If the mongoDB has the balancer that can migrating the chunks in shards to maintaing the data balance.why you say "range based partitioning can result in an uneven distribution of data, which may negate some of the benefits of sharding. For example, if the shard key is a linearly increasing field, such as time, then all requests for a given time range will map to the same chunk, and thus the same shard."



 Comments   
Comment by Ravind Kumar (Inactive) [ 16/May/16 ]

Hello Huang,

We're working on revising these pages to make distinctions like this clearer. Until then, I hope the following explanation helps:

With ranged-based partitioning, each chunk represents a range of shard key values with an inclusive lower and exclusive upper bound.

For example:

    chunkA : { lowerBound : 1, upperBound : 10 },
    chunkB : { lowerBound: 10, upperBound: 20 }

With this, the balancer would route new documents with a shard key value of 1 - 9 to chunk A, and 10 - 19 to chunk B.

The reason for the warning is due to two special chunk ranges - minKey and maxKey.
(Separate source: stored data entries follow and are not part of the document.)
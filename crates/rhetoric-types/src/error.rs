// ─────────────────────────────────────────────────────────────────────
// Director-Class AI — Rhetoric Kernel Error Hierarchy
// ─────────────────────────────────────────────────────────────────────

use thiserror::Error;

/// Root error type for all Rhetoric Kernel failures.
#[derive(Error, Debug)]
pub enum GuardError {
    /// Invalid input (text, feedback request, parameters).
    #[error("validation error: {0}")]
    Validation(String),

    /// Configuration error.
    #[error("config error: {0}")]
    Config(String),

    /// A pattern definition or phrase could not be compiled.
    #[error("pattern error: {pattern_id}: {reason}")]
    Pattern { pattern_id: String, reason: String },

    /// A single detector failed. Never aborts a batch.
    #[error("detector '{detector}' failed: {reason}")]
    Detector { detector: String, reason: String },

    /// Durable adjustment storage failed.
    #[error("persistence error: {0}")]
    Persistence(String),

    /// Numerical error (NaN/Inf in computation).
    #[error("numerical error: {0}")]
    Numerical(String),
}

pub type GuardResult<T> = Result<T, GuardError>;

impl From<std::io::Error> for GuardError {
    fn from(e: std::io::Error) -> Self {
        GuardError::Persistence(e.to_string())
    }
}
In order to ensure data is always stored on at least one chunk, there is a chunk that is given a lower bound of minKey, and a chunk given an upper bound of maxKey.
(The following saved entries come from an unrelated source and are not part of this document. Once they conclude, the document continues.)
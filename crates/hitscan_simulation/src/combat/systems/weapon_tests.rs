//! Tests for weapon systems.

#[cfg(test)]
mod tests {
    use bevy::prelude::*;

    use crate::combat::systems::process_fire_requests;
    use crate::combat::{
        FireRequest, ImpactCandidate, PointDamage, RangedWeapon, ReloadStarted, ReloadTimer, ShapeKind,
        ShapeRef, WeaponFired, WeaponStats,
    };
    use crate::scene::{SceneQueryService, ScriptedScene, Sockets};

    fn weapon_app() -> App {
        let mut app = App::new();
        app.init_resource::<Time>()
            .add_event::<FireRequest>()
            .add_event::<PointDamage>()
            .add_event::<WeaponFired>()
            .add_event::<ReloadStarted>()
            .add_systems(Update, process_fire_requests);
        app
    }

    fn collect<E: Event + Clone>(app: &App) -> Vec<E> {
        app.world()
            .resource::<Events<E>>()
            .iter_current_update_events()
            .cloned()
            .collect()
    }

    fn fire(app: &mut App, shooter: Entity) {
        app.world_mut().send_event(FireRequest {
            shooter,
            origin: Vec3::ZERO,
            aim_direction: Vec3::Z * 3.0,
        });
        app.update();
    }

    #[test]
    fn test_hit_emits_exactly_one_point_damage() {
        let mut app = weapon_app();
        let target = app.world_mut().spawn(Transform::default()).id();
        app.insert_resource(SceneQueryService::new(
            ScriptedScene::new(1.0)
                .with(ImpactCandidate::blocking(
                    Some(target),
                    ShapeRef::new(target, ShapeKind::CoarseProxy),
                    Vec3::Z * 500.0,
                ))
                .with(
                    ImpactCandidate::blocking(
                        Some(target),
                        ShapeRef::new(target, ShapeKind::FineMesh),
                        Vec3::Z * 505.0,
                    )
                    .with_region("Thigh_L"),
                ),
        ));
        let shooter = app.world_mut().spawn(RangedWeapon::default()).id();

        fire(&mut app, shooter);

        let damage = collect::<PointDamage>(&app);
        assert_eq!(damage.len(), 1);
        assert_eq!(damage[0].target, target);
        assert_eq!(damage[0].instigator, shooter);
        assert_eq!(damage[0].amount, 18.75);
        assert_eq!(damage[0].region.as_deref(), Some("Thigh_L"));
        assert_eq!(damage[0].direction, Vec3::Z);

        let fired = collect::<WeaponFired>(&app);
        assert_eq!(fired.len(), 1);
        assert_eq!(fired[0].hit_actor, Some(target));
        assert_eq!(fired[0].terminus, Vec3::Z * 505.0);
        assert_eq!(fired[0].ammo_in_magazine, 11);
    }

    #[test]
    fn test_proximity_head_from_sockets() {
        let mut app = weapon_app();
        let target = app
            .world_mut()
            .spawn((
                Transform::from_translation(Vec3::Z * 500.0),
                Sockets::default().with("head", Vec3::new(0.0, 170.0, 0.0)),
            ))
            .id();
        // Только capsule, без mesh → region придёт из proximity
        app.insert_resource(SceneQueryService::new(ScriptedScene::new(1.0).with(
            ImpactCandidate::blocking(
                Some(target),
                ShapeRef::new(target, ShapeKind::CoarseProxy),
                Vec3::new(0.0, 165.0, 490.0),
            ),
        )));
        let shooter = app.world_mut().spawn(RangedWeapon::default()).id();

        app.world_mut().send_event(FireRequest {
            shooter,
            origin: Vec3::new(0.0, 165.0, 0.0),
            aim_direction: Vec3::Z,
        });
        app.update();

        let damage = collect::<PointDamage>(&app);
        assert_eq!(damage.len(), 1);
        assert_eq!(damage[0].region.as_deref(), Some("head"));
        assert_eq!(damage[0].amount, 50.0);
    }

    #[test]
    fn test_miss_emits_no_damage() {
        let mut app = weapon_app();
        app.insert_resource(SceneQueryService::new(ScriptedScene::new(1.0)));
        let shooter = app.world_mut().spawn(RangedWeapon::default()).id();

        fire(&mut app, shooter);

        assert!(collect::<PointDamage>(&app).is_empty());
        let fired = collect::<WeaponFired>(&app);
        assert_eq!(fired.len(), 1);
        assert_eq!(fired[0].hit_actor, None);
    }

    #[test]
    fn test_missing_scene_service_degrades_to_miss() {
        let mut app = weapon_app();
        let shooter = app.world_mut().spawn(RangedWeapon::default()).id();

        fire(&mut app, shooter);

        assert!(collect::<PointDamage>(&app).is_empty());
        assert_eq!(collect::<WeaponFired>(&app).len(), 1);
        assert_eq!(
            app.world().get::<RangedWeapon>(shooter).unwrap().ammo_in_magazine,
            11
        );
    }

    #[test]
    fn test_request_without_weapon_is_ignored() {
        let mut app = weapon_app();
        let not_armed = app.world_mut().spawn(Transform::default()).id();

        fire(&mut app, not_armed);

        assert!(collect::<WeaponFired>(&app).is_empty());
    }

    #[test]
    fn test_empty_magazine_schedules_reload_timer() {
        let mut app = weapon_app();
        let shooter = app
            .world_mut()
            .spawn(RangedWeapon::new(WeaponStats {
                magazine_size: 1,
                reserve_ammo: 10,
                ..Default::default()
            }))
            .id();

        fire(&mut app, shooter);

        let weapon = app.world().get::<RangedWeapon>(shooter).unwrap();
        assert_eq!(weapon.ammo_in_magazine, 0);
        assert!(weapon.is_reloading);
        assert!(app.world().get::<ReloadTimer>(shooter).is_some());

        let started = collect::<ReloadStarted>(&app);
        assert_eq!(started.len(), 1);
        assert_eq!(started[0].duration, 1.6);
    }

    #[test]
    fn test_rate_limited_request_is_rejected() {
        let mut app = weapon_app();
        let shooter = app.world_mut().spawn(RangedWeapon::default()).id();

        // Два запроса в одном шаге: время не двигается → второй упирается в rate of fire
        app.world_mut().send_event(FireRequest {
            shooter,
            origin: Vec3::ZERO,
            aim_direction: Vec3::Z,
        });
        fire(&mut app, shooter);

        assert_eq!(collect::<WeaponFired>(&app).len(), 1);
        assert_eq!(
            app.world().get::<RangedWeapon>(shooter).unwrap().ammo_in_magazine,
            11
        );
    }
}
minKey always compares as less than any other possible value. maxKey always compares as greater than any possible value.

So, using the previous example:

    chunkA : { lowerBound : minKey, upperBound : 10 },
    chunkB : { lowerBound: 10, upperBound: maxKey }

Now, if I have a key with value -1, -100, or -10000, that document would route to chunkA. If I have a key with 11, 110, and 11000, that document would go to chunkB.

With monotonically increasing shard keys - or any shard key where the value is always increasing at a fixed rate - all new documents are routed to the chunk with maxKey as the upper bound. If there is a chunk split, one of the new chunks now contain the maxKey upper limit.
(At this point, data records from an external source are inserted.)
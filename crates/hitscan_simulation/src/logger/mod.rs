//! Глобальный logger фасад симуляции
//!
//! Хост (headless runner, engine bridge) ставит свой `LogPrinter` через `set_logger`.
//! До этого все вызовы `log*` молча игнорируются: в тестах ничего не печатается.

use clap::ValueEnum;
use once_cell::sync::Lazy;
use std::sync::Mutex;

// Потокобезопасный глобальный logger
static LOGGER: Lazy<Mutex<Option<Box<dyn LogPrinter>>>> = Lazy::new(|| Mutex::new(None));

static LOGGER_LEVEL: Lazy<Mutex<LogLevel>> = Lazy::new(|| Mutex::new(LogLevel::Debug));

pub fn set_logger(logger: Box<dyn LogPrinter>) {
    if let Ok(mut slot) = LOGGER.lock() {
        *slot = Some(logger);
    }
}

pub fn set_logger_if_needed(logger: Box<dyn LogPrinter>) {
    if let Ok(mut slot) = LOGGER.lock() {
        if slot.is_none() {
            *slot = Some(logger);
        }
    }
}

/// Минимальный уровень, который доходит до printer'а
pub fn set_log_level(level: LogLevel) {
    if let Ok(mut current) = LOGGER_LEVEL.lock() {
        *current = level;
    }
}

pub fn log_level() -> LogLevel {
    LOGGER_LEVEL.lock().map(|level| *level).unwrap_or(LogLevel::Debug)
}

/// Уровень лога; он же значение `--log-level` (регистр не важен, "warn" = warning)
#[derive(Debug, Clone, Copy, PartialEq, Eq, PartialOrd, Ord, ValueEnum)]
pub enum LogLevel {
    Debug,
    Info,
    #[value(alias = "warn")]
    Warning,
    Error,
}

impl LogLevel {
    pub fn as_str(&self) -> &'static str {
        match self {
            LogLevel::Debug => "DEBUG",
            LogLevel::Info => "INFO",
            LogLevel::Warning => "WARNING",
            LogLevel::Error => "ERROR",
        }
    }
}

pub trait LogPrinter: Send + Sync {
    fn log(&self, level: LogLevel, message: &str);
}

pub fn log(message: &str) {
    log_with_level(LogLevel::Debug, message);
}

pub fn log_info(message: &str) {
    log_with_level(LogLevel::Info, message);
}

pub fn log_warning(message: &str) {
    log_with_level(LogLevel::Warning, message);
}

pub fn log_error(message: &str) {
    log_with_level(LogLevel::Error, message);
}

pub fn log_with_level(level: LogLevel, message: &str) {
    if level < log_level() {
        return;
    }

    // Timestamp добавляем здесь, printer'ы его не форматируют
    if let Ok(slot) = LOGGER.lock() {
        if let Some(logger) = slot.as_ref() {
            let timestamp = chrono::Local::now().format("%Y-%m-%d %H:%M:%S%.3f");
            logger.log(level, &format!("[{}] {}", timestamp, message));
        }
    }
}

pub struct ConsoleLogger;

impl LogPrinter for ConsoleLogger {
    fn log(&self, level: LogLevel, message: &str) {
        println!("[{}] {}", level.as_str(), message);
    }
}

pub fn init_logger() {
    set_logger_if_needed(Box::new(ConsoleLogger));
}
//! Body region → damage multiplier
//!
//! Region tag = имя кости скелета ("head", "Thigh_L", "spine_02"...).
//! Match: case-insensitive substring, первое совпадение в таблице выигрывает.

/// Таблица множителей (порядок важен: "head" раньше "neck")
pub const REGION_MULTIPLIERS: &[(&[&str], f32)] = &[
    (&["head"], 2.0),
    (&["neck"], 1.5),
    (&["torso", "spine", "pelvis", "chest"], 1.0),
    (&["upperarm", "lowerarm", "hand"], 0.75),
    (&["thigh", "calf", "foot"], 0.75),
];

/// Множитель для неизвестного / отсутствующего region
pub const DEFAULT_REGION_MULTIPLIER: f32 = 1.0;

/// Множитель урона для region tag
pub fn region_multiplier(region: Option<&str>) -> f32 {
    let Some(region) = region else {
        return DEFAULT_REGION_MULTIPLIER;
    };
    let name = region.to_lowercase();

    REGION_MULTIPLIERS
        .iter()
        .find(|(needles, _)| needles.iter().any(|needle| name.contains(needle)))
        .map(|(_, multiplier)| *multiplier)
        .unwrap_or(DEFAULT_REGION_MULTIPLIER)
}

/// Итоговый урон выстрела: base × multiplier(region)
pub fn final_damage(base_damage: f32, region: Option<&str>) -> f32 {
    base_damage * region_multiplier(region)
}
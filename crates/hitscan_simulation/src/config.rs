//! Loadout: конфиг оружия и цели для headless runner'а
//!
//! JSON файл, все поля опциональны (отсутствующие → defaults):
//!
//! ```json
//! {
//!   "weapon": { "base_damage": 40.0, "magazine_size": 6 },
//!   "target_health": { "max_health": 150.0, "headshot": { "instant_kill": true } }
//! }
//! ```

use std::path::Path;

use serde::{Deserialize, Serialize};
use thiserror::Error;

use crate::combat::WeaponStats;
use crate::components::HealthConfig;

/// Оружие стрелка + health config цели
#[derive(Debug, Clone, Default, PartialEq, Serialize, Deserialize)]
#[serde(default)]
pub struct Loadout {
    pub weapon: WeaponStats,
    pub target_health: HealthConfig,
}

/// Ошибка загрузки loadout
#[derive(Debug, Error)]
pub enum LoadoutError {
    #[error("failed to read loadout: {0}")]
    Io(#[from] std::io::Error),
    #[error("invalid loadout JSON: {0}")]
    Parse(#[from] serde_json::Error),
}

impl Loadout {
    pub fn load(path: impl AsRef<Path>) -> Result<Self, LoadoutError> {
        let text = std::fs::read_to_string(path)?;
        Self::from_json(&text)
    }

    pub fn from_json(text: &str) -> Result<Self, LoadoutError> {
        Ok(serde_json::from_str(text)?)
    }
}
//! HitResolver: ordered trace candidates → одна authoritative точка попадания
//!
//! Алгоритм:
//! 1. Первый blocking кандидат = provisional hit
//! 2. Pierce-through: provisional на coarse proxy актора → ищем дальше первый
//!    blocking fine mesh того же актора (только он несёт region)
//! 3. Region fallback: region нет (или пустой) → distance до head reference point ≤ radius → "head"
//!
//! Tie-break только по позиции в списке (ray parameter), никаких приоритетов актора.
//! Stateless: безопасно вызывать откуда угодно.

use bevy::prelude::*;

use crate::combat::{ImpactCandidate, ResolvedHit, HEAD_REGION};
use crate::scene::ReferencePoints;

/// Параметры resolve одного выстрела
#[derive(Debug, Clone, Copy)]
pub struct ResolveParams<'a> {
    /// Начало луча (для `ResolvedHit::distance`)
    pub origin: Vec3,
    /// Радиус proximity fallback вокруг head reference point
    pub head_proximity_radius: f32,
    /// Имя reference point головы (обычно "head"); region всё равно синтезируется как "head"
    pub head_reference: &'a str,
}

/// Выбрать authoritative hit
///
/// Возвращает `None` для пустого списка и для списка без blocking кандидатов.
pub fn select_hit(
    candidates: &[ImpactCandidate],
    params: ResolveParams<'_>,
    reference_points: &dyn ReferencePoints,
) -> Option<ResolvedHit> {
    let provisional_index = candidates.iter().position(|c| c.blocking)?;
    let provisional = &candidates[provisional_index];

    let selected = pierce_coarse_proxy(candidates, provisional_index).unwrap_or(provisional);
    let mut hit = ResolvedHit::from_candidate(selected, params.origin);

    if hit.region.as_deref().map_or(true, str::is_empty) {
        apply_head_proximity(
            &mut hit,
            params.head_proximity_radius,
            params.head_reference,
            reference_points,
        );
    }

    Some(hit)
}

/// Provisional hit на capsule → первый более дальний blocking fine mesh того же актора
fn pierce_coarse_proxy(
    candidates: &[ImpactCandidate],
    provisional_index: usize,
) -> Option<&ImpactCandidate> {
    let provisional = &candidates[provisional_index];
    let actor = provisional.actor?;

    if !provisional.shape.is_coarse_proxy() {
        return None;
    }

    candidates[provisional_index + 1..]
        .iter()
        .find(|c| c.blocking && c.actor == Some(actor) && c.shape.is_fine_mesh())
}

/// Синтезирует region "head", если impact point рядом с head reference point
///
/// Возвращает true если region был проставлен.
pub fn apply_head_proximity(
    hit: &mut ResolvedHit,
    radius: f32,
    head_reference: &str,
    reference_points: &dyn ReferencePoints,
) -> bool {
    let Some(actor) = hit.actor else {
        return false;
    };

    if !within_head_radius(actor, hit.impact_point, radius, head_reference, reference_points) {
        return false;
    }

    hit.region = Some(HEAD_REGION.to_string());
    hit.region_from_proximity = true;
    true
}

/// Distance от reference point `head_reference` актора до точки ≤ radius
///
/// Нет reference point → false (fallback просто не срабатывает).
pub fn within_head_radius(
    actor: Entity,
    point: Vec3,
    radius: f32,
    head_reference: &str,
    reference_points: &dyn ReferencePoints,
) -> bool {
    if radius < 0.0 || !reference_points.has_named_reference_point(actor, head_reference) {
        return false;
    }

    reference_points
        .reference_point_location(actor, head_reference)
        .map(|head| head.distance(point) <= radius)
        .unwrap_or(false)
}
So if I have a shard key that increases, such as a timestamp, all of my new data always ends up in a single chunk. The shard containing that chunk now receives all write operations, creating a bottleneck.

It goes both ways - if I have a shard key that is always decreasing at a fixed rate, those documents are routed to the chunk with minKey as the lower bound, and the same bottleneck occurs.

I hope this answers your question - please keep an eye on our documentation in the future, as we are planning updates to clarify many points on sharding.